In summary, for the EU-13 countries, labor productivity is highly unfavorably influenced by the “share of people with good or very good perceived health”, a very significant SDG target, as regards the health goal. These results bring to the fore several essentials in the case of the EU-13 MS that those concerned with developing labor market policy must consider following the good practice model of the Nordic states [68,69] and, as stressed by Káčerová and Mládek [3] (p. 275), the importance of looking for “opportunities for further utilization of the capabilities and knowledge of the elderly population”: maintaining the 55–64 age group’s skills formation, with particular regards to digital transformation, to which this cohort of people are less adapted than the younger generation [70,71,72]; public health expenditure for further increasing birth rates and sustaining life expectancy, since the highest health needs/consumptions are for the elderly, both women and men; and public health expenditure for increasing the general health condition and perception of people, which would positively influence labor productivity, as argued by Sharpe [23].
For the EU-15 countries, the focus has to be on the following policy interventions: A rethinking of passive labor market policies in order to sustain the 55–65-year-old working group, but also to target increases of active labor market policies for this age cohort; keeping up the R&D expenditure, oriented toward labor skills of the 55–64-year-old working group; reconsideration of EDU for 55–64-year-olds, levels 3–8, oriented towards migrants’ inclusion in educational programs (since, in these countries, there is a large flow of migrants from developing countries) [73], and also to 55–64-year-olds for native working people by reshaping their skills as requirements are transformed by the emergence of new digital technologies [68,74]; oriented hospital services to boost healthy conditions and perceptions of people, and thus, making them confident in the public health expenditure in the case of child birth and care, therefore indirectly sustaining birth rates and life expectancy; further government health expenditure aimed at tackling the population aging phenomenon correlated with increasing long-term healthcare in the case of the elderly; and promoting and supporting preventive health actions among people aged 55–64 and low- and medium-educated people, since these categories are the most distant from health prevention, as Bremer et al. [27] demonstrated. Under these cumulative interventions, labor productivity within developed EU MS will increase, with direct effects on wellbeing and overall economic development [10,20,35,36,37,38].
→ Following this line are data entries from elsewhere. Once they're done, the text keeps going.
#![deny(missing_docs)]
//! devmdx conversion engine: widget catalog, rewrite passes and the pipeline
//! that turns legacy CMS pages into MDX.

/// Converter configuration loaded from YAML.
pub mod config;
/// Parse → passes → serialize orchestration.
pub mod pipeline;
/// Widget catalog describing the recognized CMS idioms.
pub mod registry;
/// Tree rewrite passes.
pub mod transform;

pub use config::{CodeLanguageOptions, ConfigError, ConvertConfig, LinkOptions, LinkStyle};
pub use pipeline::{Pipeline, TransformOutput, transform};
pub use registry::{WidgetCatalog, default_devsite_catalog};
pub use transform::{FnPass, Pass, PassContext};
4.2. Results of the Gaussian Graphical Models (GGMs)

On the back of accurate SEM findings, we continued the research endeavor by designing two sets of Gaussian graphical models (GGMs). These new research settings allowed us to observe the intensity and configuration of the interlinkages between all selected variables/indicators for both EU-13 and EU-15 countries, and to reassess our hypotheses. GGMs are deployed based on partial correlation (PCOR) (Figure 6) and extended Bayesian information criteria (EBIC)/least absolute shrinkage and selection operator (LASSO) (Figure A1 in the Appendix A), separately for the EU-13 and EU-15 countries, for the period 1995–2017. Each indicator previously described in Section 3 (Data and Methodology) represents a node in the configured network, connected with the other coordinates/nodes through significant paths, according to the intensity of the interdependencies between them.
The GGMs (Figure 6) allowed us to obtain new insights into the strong relationships between labor productivity (LP) and the share of people with good or very good perceived health (PGPH) in the case of both panels of EU-13 and EU-15 countries, which are further linked with health support, namely, healthy life years in absolute value at 65+ for males (HLY_M) and females (HLY_F) (reconfirmation of H3) and the employment rate of the population aged 55–64 years (ER_55_64) (reconfirmation of H1), mediated by the life expectancy (LE) (reconfirmation of H2). These results are in line with Hansen [47] and Gong, Li, and Wang [46], who also found that healthy individuals are more productive and generate competitiveness, raising the standard of living for all. In the case of the EU-13 countries, health expenditure and the employment rate of population aged 55–64 years are decisively connected with labor productivity through labor market policies (active and passive) (ALMP, PLMP) (reconfirmation of H4). When considering the EU-15 MS, however, these linkages are mediated by birth rate (BR), along with educational background (TE_30_34), and the expenditure granted for research and development activities (GERD).
At the same time, public health expenditure has significant effects on aging coordinates (birth rate and life expectancy) and the employment rate of the population aged 55–64 (ER_55_64) in EU-13 countries, as entailed by the strong connections between life expectancy (LE), birth rate (BR), health government expenditures (HGE), and hospital services (HS) (reconfirmation of H2). In EU-15 countries, these linkages and the impact on the labor market integration of older workers (ER_55_64) are further enhanced through active and passive labor market policies (ALMP, PLMP), with positive spillovers for labor productivity (LP) (reconfirmation of H1).
Similar results were obtained when we processed the GGMs through the extended Bayesian information criteria (Figure A1), namely, labor productivity in relation to a proper insertion of persons aged 55–64 into the labor market (a significant active participation of people aged 55–64 years into the labor market reflected through increases in ER_55_64) under the decisive contribution of health expenditure (HS and HGE), leading to an improvement in terms of older people’s health conditions (HLY_F, HLY_M) and overall population’s health perceptions (PGPH). Hence, the GGMs (Figure 5; Figure A1) reinforce the previous SEM results and confirm the strong interdependences between all considered variables and the significant implications of good public health for labor market performance/outcomes for all EU-28 MS. Thereby, the fourth integrative hypothesis, H4: There are overall (direct, indirect, total) significant implications of health dimensions and aging upon labor productivity, both for the EU-15 and EU-13 panels, was reconfirmed and supported.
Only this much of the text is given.